What is required:
Retype each line of the listing below, from the first through the one holding "use metrics_exporter_prometheus::PrometheusHandle;", with no other lines.

Task data:

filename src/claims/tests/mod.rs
mod common;
mod query;
use axum::extract::State;
use axum::http::{header, StatusCode};
use axum::response::IntoResponse;
use axum::routing::get;
use axum::{Json, Router};
use axum_prometheus::PrometheusMetricLayer;
use clap::{Args, Parser, Subcommand};
use metrics_exporter_prometheus::PrometheusHandle;
use serde_json::json;
use std::sync::atomic::{AtomicBool, Ordering};
use std::sync::Arc;
use tracing::info;

use exchange_claims::claims::{
    claim_router, claim_title, compare_by_request_byline, request_byline, Claim, ClaimService,
    MemoryClaimStore, MemoryReferenceData,
};
use exchange_claims::config::AppConfig;
use exchange_claims::demo;
use exchange_claims::error::AppError;
use exchange_claims::telemetry;

#[derive(Clone)]
struct HealthState {
    readiness: Arc<AtomicBool>,
    metrics: PrometheusHandle,
}

#[derive(Parser, Debug)]
#[command(
    name = "Exchange Claim Tracker",
    about = "Track and serve gift-exchange challenge claims from the command line",
    version
)]
struct Cli {
    #[command(subcommand)]
    command: Option<Command>,
}

#[derive(Subcommand, Debug)]
enum Command {
    /// Start the HTTP service (default command)
    Serve(ServeArgs),
    /// Print a fulfillment report for the seeded demo exchange
    Report,
}

#[derive(Args, Debug, Default)]
struct ServeArgs {
    /// Override the configured host for the HTTP server
    #[arg(long)]
    host: Option<String>,
    /// Override the configured port for the HTTP server
    #[arg(long)]
    port: Option<u16>,
}

#[tokio::main]
async fn main() {
    if let Err(err) = run_cli().await {
        eprintln!("application error: {err}");
        std::process::exit(1);
    }
}

async fn run_cli() -> Result<(), AppError> {
    let cli = Cli::parse();
    let command = cli
        .command
        .unwrap_or_else(|| Command::Serve(ServeArgs::default()));

    match command {
        Command::Serve(args) => run_server(args).await,
        Command::Report => run_report(),
    }
}

async fn run_server(mut args: ServeArgs) -> Result<(), AppError> {
    let mut config = AppConfig::load()?;

    if let Some(host) = args.host.take() {
        config.server.host = host;
    }
    if let Some(port) = args.port.take() {
        config.server.port = port;
    }

    telemetry::init(&config.telemetry)?;

    let service = demo::shared_service()?;

    let (prometheus_layer, prometheus_handle) = PrometheusMetricLayer::pair();
    let readiness_flag = Arc::new(AtomicBool::new(false));
    let state = HealthState {
        readiness: readiness_flag.clone(),
        metrics: prometheus_handle,
    };

    let app = Router::new()
        .route("/health", get(healthcheck))
        .route("/ready", get(readiness_endpoint))
        .route("/metrics", get(metrics_endpoint))
        .with_state(state)
        .merge(claim_router(service))
        .layer(prometheus_layer);

    let addr = config.server.socket_addr()?;
    let listener = tokio::net::TcpListener::bind(addr).await?;
    readiness_flag.store(true, Ordering::Release);

    info!(?config.environment, %addr, "claim tracker ready");

    axum::serve(listener, app).await?;
    Ok(())
}

fn run_report() -> Result<(), AppError> {
    let exchange = demo::seed()?;
    render_report(&exchange)?;
    Ok(())
}

async fn healthcheck() -> Json<serde_json::Value> {
    Json(json!({ "status": "ok" }))
}

async fn readiness_endpoint(State(state): State<HealthState>) -> impl IntoResponse {
    let ready = state.readiness.load(Ordering::Relaxed);
    let status = if ready {
        StatusCode::OK
    } else {
        StatusCode::SERVICE_UNAVAILABLE
    };

    let payload = if ready {
        json!({ "status": "ready" })
    } else {
        json!({ "status": "initializing" })
    };

    (status, Json(payload))
}

async fn metrics_endpoint(State(state): State<HealthState>) -> impl IntoResponse {
    (
        StatusCode::OK,
        [(header::CONTENT_TYPE, "text/plain; version=0.0.4")],
        state.metrics.render(),
    )
}

fn render_report(exchange: &demo::DemoExchange) -> Result<(), AppError> {
    let service: &ClaimService<MemoryClaimStore, MemoryReferenceData> = &exchange.service;
    let refs = service.references();
    let queries = service.queries();

    println!("Exchange claim report");
    println!("Collection: {}", exchange.collection.0);

    let mut claims: Vec<Claim> = queries
        .in_collection(exchange.collection)
        .map_err(|err| AppError::Service(err.into()))?;
    claims.sort_by(|a, b| compare_by_request_byline(a, b, refs));

    println!("\nClaims by requester");
    for claim in &claims {
        let classification = service.classification(claim)?;
        let byline = request_byline(claim, refs).unwrap_or_else(|_| "(unknown)".to_string());
        let title = claim_title(claim, refs).unwrap_or_else(|_| "(untitled)".to_string());
        println!(
            "- #{} requested by {} | {} | {} | {} | {}",
            claim.id.0,
            byline,
            classification.progress.label(),
            classification.approval.label(),
            classification.publication.label(),
            title
        );
    }

    let unfulfilled = queries
        .unfulfilled_in(exchange.collection)
        .map_err(|err| AppError::Service(err.into()))?;
    let unposted = queries
        .unposted_in(exchange.collection)
        .map_err(|err| AppError::Service(err.into()))?;

    println!("\nOutstanding");
    println!("- unfulfilled: {}", unfulfilled.len());
    println!("- unposted: {}", unposted.len());

    Ok(())
}
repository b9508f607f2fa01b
use crate::config::TelemetryConfig;
use std::fmt;
use tracing_subscriber::filter::ParseError;
use tracing_subscriber::EnvFilter;

#[derive(Debug)]
pub enum TelemetryError {
    EnvFilter { value: String, source: ParseError },
    Subscriber(Box<dyn std::error::Error + Send + Sync>),
}

impl fmt::Display for TelemetryError {
    fn fmt(&self, f: &mut fmt::Formatter<'_>) -> fmt::Result {
        match self {
            TelemetryError::EnvFilter { value, .. } => {
                write!(f, "log filter '{value}' is not a valid EnvFilter directive")
            }
            TelemetryError::Subscriber(err) => write!(f, "subscriber init failed: {err}"),
        }
    }
}

impl std::error::Error for TelemetryError {
    fn source(&self) -> Option<&(dyn std::error::Error + 'static)> {
        match self {
            TelemetryError::EnvFilter { source, .. } => Some(source),
            TelemetryError::Subscriber(err) => Some(&**err),
        }
    }
}

pub fn init(config: &TelemetryConfig) -> Result<(), TelemetryError> {
    let env_filter = match EnvFilter::try_from_default_env() {
        Ok(filter) => filter,
        Err(_) => {
            EnvFilter::try_new(&config.log_level).map_err(|source| TelemetryError::EnvFilter {
                value: config.log_level.clone(),
                source,
            })?
        }
    };

    tracing_subscriber::fmt()
        .with_env_filter(env_filter)
        .with_target(false)
        .compact()
        .with_ansi(false)
        .try_init()
        .map_err(TelemetryError::Subscriber)
}
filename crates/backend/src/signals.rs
// =============================================================================
// Crosslight Backend - Signals API
// =============================================================================
// Signals are computed on demand from a snapshot of both stores.
// =============================================================================

use std::collections::BTreeMap;

use axum::{
    extract::{rejection::QueryRejection, Path, Query, State},
    response::{IntoResponse, Response},
    Json,
};
use crosslight_common::{signal, SignalResponse, Snapshot};
use serde::Deserialize;

use crate::error::ApiError;
use crate::AppState;

#[derive(Debug, Default, Deserialize)]
pub struct SignalQuery {
    /// Include the selected intersection and co-present agents
    #[serde(default)]
    pub detail: bool,
}

impl AppState {
    fn snapshot(&self) -> Snapshot {
        Snapshot::capture(&self.locations, &self.intersections)
    }
}

/// Signal for one agent.
pub async fn get_signal(
    State(state): State<AppState>,
    Path(id): Path<String>,
    query: Result<Query<SignalQuery>, QueryRejection>,
) -> Result<Response, ApiError> {
    let Query(query) = query.map_err(|e| ApiError::BadRequest(e.body_text()))?;
    let decision = signal::decide(&state.snapshot(), &id)?;

    if query.detail {
        Ok(Json(decision).into_response())
    } else {
        Ok(Json(SignalResponse::from(decision.color)).into_response())
    }
}

/// Signal for every tracked agent.
pub async fn get_all_signals(State(state): State<AppState>) -> Json<BTreeMap<String, SignalResponse>> {
    let colors = signal::color_for_all(&state.snapshot());
    Json(
        colors
            .into_iter()
            .map(|(id, color)| (id, SignalResponse::from(color)))
            .collect(),
    )
}
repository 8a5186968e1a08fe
// =============================================================================
// Crosslight Backend - Configuration
// =============================================================================

use std::env;
use std::time::Duration;

use crosslight_common::SweepConfig;

const DEFAULT_HOST: &str = "0.0.0.0";
const DEFAULT_PORT: u16 = 3000;
const DEFAULT_STALE_AFTER_MS: u64 = 60_000;
const DEFAULT_SWEEP_INTERVAL_MS: u64 = 30_000;

/// Application configuration loaded from environment variables.
#[derive(Debug, Clone, PartialEq, Eq)]
pub struct Config {
    /// Server bind address (e.g., "0.0.0.0:3000")
    pub bind_address: String,

    /// Locations not updated for this many milliseconds are evicted
    pub stale_after_ms: u64,

    /// Milliseconds between staleness sweeps
    pub sweep_interval_ms: u64,
}

impl Config {
    /// Load configuration from environment variables.
    pub fn from_env() -> Result<Self, ConfigError> {
        Self::from_lookup(|key| env::var(key).ok())
    }

    /// Build configuration from an arbitrary key lookup.
    ///
    /// `BIND_ADDRESS` wins over `HOST`/`PORT`. Unparseable numbers fall
    /// back to their defaults.
    pub fn from_lookup<F>(lookup: F) -> Result<Self, ConfigError>
    where
        F: Fn(&str) -> Option<String>,
    {
        let bind_address = match lookup("BIND_ADDRESS") {
            Some(addr) => addr,
            None => {
                let host = lookup("HOST").unwrap_or_else(|| DEFAULT_HOST.into());
                let port = lookup("PORT")
                    .and_then(|p| p.parse::<u16>().ok())
                    .unwrap_or(DEFAULT_PORT);
                format!("{}:{}", host, port)
            }
        };

        let stale_after_ms = lookup("STALE_AFTER_MS")
            .and_then(|v| v.parse().ok())
            .unwrap_or(DEFAULT_STALE_AFTER_MS);
        let sweep_interval_ms = lookup("SWEEP_INTERVAL_MS")
            .and_then(|v| v.parse().ok())
            .unwrap_or(DEFAULT_SWEEP_INTERVAL_MS);

        if sweep_interval_ms == 0 {
            return Err(ConfigError::Invalid("SWEEP_INTERVAL_MS", "must be greater than zero"));
        }

        Ok(Self {
            bind_address,
            stale_after_ms,
            sweep_interval_ms,
        })
    }

    pub fn sweep_config(&self) -> SweepConfig {
        SweepConfig {
            interval: Duration::from_millis(self.sweep_interval_ms),
            max_age: Duration::from_millis(self.stale_after_ms),
        }
    }
}

impl Default for Config {
    fn default() -> Self {
        Self {
            bind_address: format!("{}:{}", DEFAULT_HOST, DEFAULT_PORT),
            stale_after_ms: DEFAULT_STALE_AFTER_MS,
            sweep_interval_ms: DEFAULT_SWEEP_INTERVAL_MS,
        }
    }
}

#[derive(Debug, thiserror::Error)]
pub enum ConfigError {
    #[error("Invalid value for {0}: {1}")]
    Invalid(&'static str, &'static str),
}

The completed task:
filename src/claims/tests/mod.rs
mod common;
mod query;
use axum::extract::State;
use axum::http::{header, StatusCode};
use axum::response::IntoResponse;
use axum::routing::get;
use axum::{Json, Router};
use axum_prometheus::PrometheusMetricLayer;
use clap::{Args, Parser, Subcommand};
use metrics_exporter_prometheus::PrometheusHandle;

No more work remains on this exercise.